[Saved data entries]
=-=-=

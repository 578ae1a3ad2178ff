//! In-process wallet backed by a [`LocalSigner`].
//!
//! Behaves like a browser wallet with a single account: it starts on one
//! chain, only switches to chains it knows about (4902 otherwise), and adding
//! a chain also selects it.

use async_trait::async_trait;
use parking_lot::RwLock;
use primus_types::{Address, ChainConfig, ChainId};
use std::collections::HashSet;
use std::sync::Arc;
use tracing::{debug, info};

use crate::error::{WalletError, WalletResult};
use crate::provider::WalletProvider;
use crate::signer::{LocalSigner, Signer};

/// Requests the wallet has received, in order
#[derive(Debug, Clone, PartialEq, Eq)]
pub enum WalletRequest {
    RequestAccounts,
    SwitchChain(ChainId),
    AddChain(ChainId),
}

pub struct LocalWallet {
    signer: Arc<LocalSigner>,
    current_chain: RwLock<ChainId>,
    known_chains: RwLock<HashSet<ChainId>>,
    requests: RwLock<Vec<WalletRequest>>,
    reject_accounts: bool,
    reject_switches: bool,
}

impl LocalWallet {
    pub fn new(signer: Arc<LocalSigner>, chain_id: ChainId) -> Self {
        let mut known = HashSet::new();
        known.insert(chain_id);
        Self {
            signer,
            current_chain: RwLock::new(chain_id),
            known_chains: RwLock::new(known),
            requests: RwLock::new(Vec::new()),
            reject_accounts: false,
            reject_switches: false,
        }
    }

    /// Mark an additional chain as already configured in the wallet
    pub fn with_known_chain(self, chain_id: ChainId) -> Self {
        self.known_chains.write().insert(chain_id);
        self
    }

    /// Refuse account access, as a user dismissing the prompt would
    pub fn rejecting_accounts(mut self) -> Self {
        self.reject_accounts = true;
        self
    }

    /// Refuse every chain switch
    pub fn rejecting_switches(mut self) -> Self {
        self.reject_switches = true;
        self
    }

    pub fn local_signer(&self) -> Arc<LocalSigner> {
        self.signer.clone()
    }

    pub fn requests(&self) -> Vec<WalletRequest> {
        self.requests
            .read()
            .iter()
            .filter(|r| !matches!(r, WalletRequest::RequestAccounts))
            .cloned()
            .collect()
    }

    pub fn all_requests(&self) -> Vec<WalletRequest> {
        self.requests.read().clone()
    }

    fn record(&self, request: WalletRequest) {
        self.requests.write().push(request);
    }
}

#[async_trait]
impl WalletProvider for LocalWallet {
    async fn request_accounts(&self) -> WalletResult<Vec<Address>> {
        self.record(WalletRequest::RequestAccounts);
        if self.reject_accounts {
            return Err(WalletError::UserRejected);
        }
        Ok(vec![self.signer.address()])
    }

    async fn chain_id(&self) -> WalletResult<ChainId> {
        Ok(*self.current_chain.read())
    }

    async fn switch_chain(&self, chain_id: ChainId) -> WalletResult<()> {
        self.record(WalletRequest::SwitchChain(chain_id));
        if self.reject_switches {
            return Err(WalletError::UserRejected);
        }
        if !self.known_chains.read().contains(&chain_id) {
            debug!(chain_id = %chain_id, "Switch requested to unknown chain");
            return Err(WalletError::UnrecognizedChain(chain_id));
        }
        *self.current_chain.write() = chain_id;
        info!(chain_id = %chain_id, "Local wallet switched chain");
        Ok(())
    }

    async fn add_chain(&self, config: &ChainConfig) -> WalletResult<()> {
        self.record(WalletRequest::AddChain(config.chain_id));
        self.known_chains.write().insert(config.chain_id);
        *self.current_chain.write() = config.chain_id;
        info!(
            chain_id = %config.chain_id,
            chain_name = %config.chain_name,
            "Local wallet added chain"
        );
        Ok(())
    }

    fn signer(&self, address: Address) -> WalletResult<Arc<dyn Signer>> {
        if address != self.signer.address() {
            return Err(WalletError::UnknownAccount(address));
        }
        Ok(self.signer.clone())
    }
}

#[cfg(test)]
mod tests {
    use super::*;

    #[tokio::test]
    async fn test_request_accounts_returns_signer_address() {
        let signer = Arc::new(LocalSigner::generate());
        let wallet = LocalWallet::new(signer.clone(), ChainId::BASE_SEPOLIA);

        let accounts = wallet.request_accounts().await.unwrap();
        assert_eq!(accounts, vec![signer.address()]);
        assert_eq!(wallet.all_requests(), vec![WalletRequest::RequestAccounts]);
    }

    #[tokio::test]
    async fn test_rejected_account_access() {
        let wallet = LocalWallet::new(Arc::new(LocalSigner::generate()), ChainId::BASE)
            .rejecting_accounts();
        assert!(matches!(
            wallet.request_accounts().await,
            Err(WalletError::UserRejected)
        ));
    }

    #[tokio::test]
    async fn test_signer_for_unknown_account() {
        let wallet = LocalWallet::new(Arc::new(LocalSigner::generate()), ChainId::BASE);
        assert!(matches!(
            wallet.signer(Address::ZERO),
            Err(WalletError::UnknownAccount(_))
        ));
    }
}
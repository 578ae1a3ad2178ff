//! # Primus Wallet
//!
//! Signing backends and wallet providers for the Primus attestation client.
//!
//! ## Architecture
//!
//! ```text
//! ┌─────────────────────────────────────────────────────────────────┐
//! │                    WalletProvider Trait                         │
//! │  • request_accounts()  • chain_id()                             │
//! │  • switch_chain()      • add_chain()      • signer()            │
//! └─────────────────────────────────────────────────────────────────┘
//!                │                                  │
//!                ▼                                  ▼
//!   ┌────────────────────────┐        ┌────────────────────────────┐
//!   │      LocalWallet       │        │       JsonRpcWallet        │
//!   │  • LocalSigner (k256)  │        │  • EIP-1193 over JSON-RPC  │
//!   │  • simulated chains    │        │  • RemoteSigner            │
//!   └────────────────────────┘        └────────────────────────────┘
//! ```
//!
//! `ensure_network` puts a provider on the target chain before the network
//! client is initialized, adding the chain when the wallet does not know it.

pub mod error;
pub mod json_rpc;
pub mod local;
pub mod network;
pub mod provider;
pub mod signer;

pub use error::{WalletError, WalletResult, ERROR_UNRECOGNIZED_CHAIN, ERROR_USER_REJECTED};
pub use json_rpc::{JsonRpcWallet, RemoteSigner};
pub use local::{LocalWallet, WalletRequest};
pub use network::{ensure_network, NetworkSwitch};
pub use provider::WalletProvider;
pub use signer::{eip191_hash, keccak256, recover_address, LocalSigner, Signer};
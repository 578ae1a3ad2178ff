//! Primus CLI
//!
//! Runs the attestation flow against the Primus network and manages the
//! local wallet key and configuration.

mod commands;

use anyhow::Result;
use clap::{Args, Parser, Subcommand};
use primus_cli::Config;
use primus_types::{ChainId, TokenSymbol};
use std::path::PathBuf;
use tracing_subscriber::EnvFilter;

#[derive(Parser)]
#[command(name = "primus")]
#[command(about = "Primus attestation network CLI", long_about = None)]
#[command(version)]
struct Cli {
    /// Config file (defaults to <config_dir>/primus/config.toml)
    #[arg(short, long, global = true)]
    config: Option<PathBuf>,

    /// Verbose logging
    #[arg(short, long, global = true)]
    verbose: bool,

    #[command(subcommand)]
    command: Commands,
}

#[derive(Subcommand)]
enum Commands {
    /// Connect, submit a task, attest and wait for the result
    Run(RunArgs),

    /// Withdraw rewards for settled tasks
    Withdraw(WithdrawArgs),

    /// List supported chains
    Chains,

    /// Local wallet key management
    Key {
        #[command(subcommand)]
        action: KeyAction,
    },

    /// Configuration file management
    Config {
        #[command(subcommand)]
        action: ConfigAction,
    },
}

#[derive(Args)]
pub struct RunArgs {
    /// Template ID from the developer hub
    #[arg(long)]
    template_id: Option<String>,

    /// Chain ID, decimal or 0x-prefixed hex
    #[arg(long)]
    chain_id: Option<ChainId>,

    /// Withdraw rewards once the task settles
    #[arg(long)]
    withdraw: bool,

    /// Request and print the full JSON response
    #[arg(long)]
    full_response: bool,

    /// Enable attestation URL optimization
    #[arg(long)]
    att_url_optimization: bool,

    /// Poll interval in milliseconds
    #[arg(long)]
    interval_ms: Option<u64>,

    /// Poll timeout in milliseconds
    #[arg(long)]
    timeout_ms: Option<u64>,
}

#[derive(Args)]
pub struct WithdrawArgs {
    /// Token to withdraw
    #[arg(long)]
    token: Option<TokenSymbol>,

    /// Maximum number of settled tasks per withdrawal
    #[arg(long)]
    page_size: Option<u32>,

    /// Chain ID, decimal or 0x-prefixed hex
    #[arg(long)]
    chain_id: Option<ChainId>,
}

#[derive(Subcommand)]
pub enum KeyAction {
    /// Generate a new secp256k1 key
    Generate {
        /// Output file (defaults to wallet.key_file)
        #[arg(short, long)]
        out: Option<PathBuf>,

        /// Overwrite an existing key file
        #[arg(long)]
        force: bool,
    },

    /// Show the address of the configured key
    Show,
}

#[derive(Subcommand)]
pub enum ConfigAction {
    /// Print the effective configuration
    Show,

    /// Write a default configuration file
    Init {
        /// Overwrite an existing file
        #[arg(long)]
        force: bool,
    },
}

fn init_tracing(verbose: bool) {
    let default = if verbose { "debug" } else { "info" };
    let filter = EnvFilter::try_from_default_env().unwrap_or_else(|_| EnvFilter::new(default));
    tracing_subscriber::fmt()
        .with_env_filter(filter)
        .with_target(verbose)
        .init();
}

#[tokio::main]
async fn main() -> Result<()> {
    let cli = Cli::parse();

    init_tracing(cli.verbose);

    let config = Config::load(cli.config.as_deref())?;
    let config_path = cli.config.unwrap_or_else(Config::default_path);

    match cli.command {
        Commands::Run(args) => commands::run::handle(args, config).await,
        Commands::Withdraw(args) => commands::withdraw::handle(args, config).await,
        Commands::Chains => commands::chains::handle(&config),
        Commands::Key { action } => commands::key::handle(action, &config).await,
        Commands::Config { action } => commands::config::handle(action, &config, &config_path),
    }
}
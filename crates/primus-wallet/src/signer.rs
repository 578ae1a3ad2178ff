//! Message signers.
//!
//! Signatures follow the Ethereum personal-message convention (EIP-191):
//! the message is prefixed with `"\x19Ethereum Signed Message:\n" + len`,
//! hashed with keccak256 and signed with a recoverable secp256k1 signature
//! encoded as `r || s || v` where `v = 27 + recovery_id`.

use async_trait::async_trait;
use k256::ecdsa::{RecoveryId, Signature, SigningKey, VerifyingKey};
use primus_types::Address;
use sha3::{Digest, Keccak256};
use std::path::Path;
use tracing::debug;
use zeroize::Zeroizing;

use crate::error::{WalletError, WalletResult};

/// Something that can sign messages on behalf of an account
#[async_trait]
pub trait Signer: Send + Sync {
    /// Account the signer controls
    fn address(&self) -> Address;

    /// Sign an arbitrary message (EIP-191 personal message)
    async fn sign_message(&self, message: &[u8]) -> WalletResult<Vec<u8>>;
}

pub fn keccak256(data: &[u8]) -> [u8; 32] {
    Keccak256::digest(data).into()
}

/// Digest signed for a personal message
pub fn eip191_hash(message: &[u8]) -> [u8; 32] {
    let mut hasher = Keccak256::new();
    hasher.update(format!("\x19Ethereum Signed Message:\n{}", message.len()).as_bytes());
    hasher.update(message);
    hasher.finalize().into()
}

fn address_of(key: &VerifyingKey) -> Address {
    let point = key.to_encoded_point(false);
    // Skip the 0x04 SEC1 tag
    Address::from_hash(&keccak256(&point.as_bytes()[1..]))
}

/// Recover the signing account from a 65-byte personal-message signature
pub fn recover_address(message: &[u8], signature: &[u8]) -> WalletResult<Address> {
    if signature.len() != 65 {
        return Err(WalletError::InvalidSignature(format!(
            "expected 65 bytes, got {}",
            signature.len()
        )));
    }

    let sig = Signature::from_slice(&signature[..64])
        .map_err(|e| WalletError::InvalidSignature(e.to_string()))?;
    let v = signature[64];
    let recovery_id = RecoveryId::from_byte(v.checked_sub(27).unwrap_or(v))
        .ok_or_else(|| WalletError::InvalidSignature(format!("bad recovery byte {}", v)))?;

    let key = VerifyingKey::recover_from_prehash(&eip191_hash(message), &sig, recovery_id)
        .map_err(|e| WalletError::InvalidSignature(e.to_string()))?;

    Ok(address_of(&key))
}

/// Signer backed by a secp256k1 key held in memory
pub struct LocalSigner {
    key: SigningKey,
    address: Address,
}

impl LocalSigner {
    pub fn new(key: SigningKey) -> Self {
        let address = address_of(key.verifying_key());
        Self { key, address }
    }

    /// Create a signer with a fresh random key
    pub fn generate() -> Self {
        Self::new(SigningKey::random(&mut rand::rngs::OsRng))
    }

    /// Parse a 32-byte private key in hex (optional `0x`, whitespace ignored)
    pub fn from_hex(hex_key: &str) -> WalletResult<Self> {
        let trimmed = hex_key.trim();
        let digits = trimmed.strip_prefix("0x").unwrap_or(trimmed);
        let bytes = Zeroizing::new(
            hex::decode(digits).map_err(|e| WalletError::InvalidKey(e.to_string()))?,
        );
        if bytes.len() != 32 {
            return Err(WalletError::InvalidKey(format!(
                "expected 32 bytes, got {}",
                bytes.len()
            )));
        }

        let key =
            SigningKey::from_slice(&bytes).map_err(|e| WalletError::InvalidKey(e.to_string()))?;
        Ok(Self::new(key))
    }

    /// Load a hex-encoded key file
    pub async fn from_file(path: impl AsRef<Path>) -> WalletResult<Self> {
        let path = path.as_ref();
        debug!(path = %path.display(), "Loading signing key");
        let contents = Zeroizing::new(tokio::fs::read_to_string(path).await?);
        Self::from_hex(&contents)
    }

    /// Write the key as hex; the file is created or truncated
    pub async fn save_to_file(&self, path: impl AsRef<Path>) -> WalletResult<()> {
        let path = path.as_ref();
        if let Some(parent) = path.parent() {
            if !parent.as_os_str().is_empty() {
                tokio::fs::create_dir_all(parent).await?;
            }
        }
        let encoded = Zeroizing::new(format!("0x{}\n", self.private_key_hex()));
        tokio::fs::write(path, encoded.as_bytes()).await?;
        Ok(())
    }

    pub fn private_key_hex(&self) -> String {
        hex::encode(self.key.to_bytes())
    }

    /// Compressed SEC1 public key, hex encoded
    pub fn public_key_hex(&self) -> String {
        hex::encode(self.key.verifying_key().to_encoded_point(true).as_bytes())
    }

    pub fn sign_message_sync(&self, message: &[u8]) -> WalletResult<Vec<u8>> {
        let (signature, recovery_id) = self
            .key
            .sign_prehash_recoverable(&eip191_hash(message))
            .map_err(|e| WalletError::InvalidSignature(e.to_string()))?;

        let mut out = signature.to_bytes().to_vec();
        out.push(27 + recovery_id.to_byte());
        Ok(out)
    }
}

impl std::fmt::Debug for LocalSigner {
    fn fmt(&self, f: &mut std::fmt::Formatter<'_>) -> std::fmt::Result {
        f.debug_struct("LocalSigner")
            .field("address", &self.address)
            .finish_non_exhaustive()
    }
}

#[async_trait]
impl Signer for LocalSigner {
    fn address(&self) -> Address {
        self.address
    }

    async fn sign_message(&self, message: &[u8]) -> WalletResult<Vec<u8>> {
        self.sign_message_sync(message)
    }
}
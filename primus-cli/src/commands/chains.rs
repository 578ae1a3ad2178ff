//! `primus chains`

use anyhow::Result;
use colored::Colorize;
use primus_cli::Config;
use primus_rpc::SUPPORTED_CHAIN_IDS;
use primus_types::ChainConfig;

pub fn handle(config: &Config) -> Result<()> {
    println!("{} Supported chains:", "→".cyan().bold());
    for chain_id in SUPPORTED_CHAIN_IDS {
        let marker = if chain_id == config.chain_id { "*".green().bold() } else { " ".normal() };
        match ChainConfig::known(chain_id) {
            Some(chain) => {
                println!(
                    "{} {:<8} {:<10} {}",
                    marker,
                    chain_id.to_string().cyan(),
                    chain.chain_id.to_hex(),
                    chain.chain_name
                );
                println!("             RPC:      {}", chain.rpc_urls.join(", ").dimmed());
                println!("             Explorer: {}", chain.block_explorer_urls.join(", ").dimmed());
            }
            None => println!("{} {}", marker, chain_id.to_string().cyan()),
        }
    }
    Ok(())
}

=-=-=

- _Assignment_:
Lines from the top of the data above through the line containing "use parking_lot::RwLock;" must be repeated exactly. All other lines stay out.

- _Exercise solution_:
repository 578ae1a3ad2178ff
//! In-process wallet backed by a [`LocalSigner`].
//!
//! Behaves like a browser wallet with a single account: it starts on one
//! chain, only switches to chains it knows about (4902 otherwise), and adding
//! a chain also selects it.

use async_trait::async_trait;
use parking_lot::RwLock;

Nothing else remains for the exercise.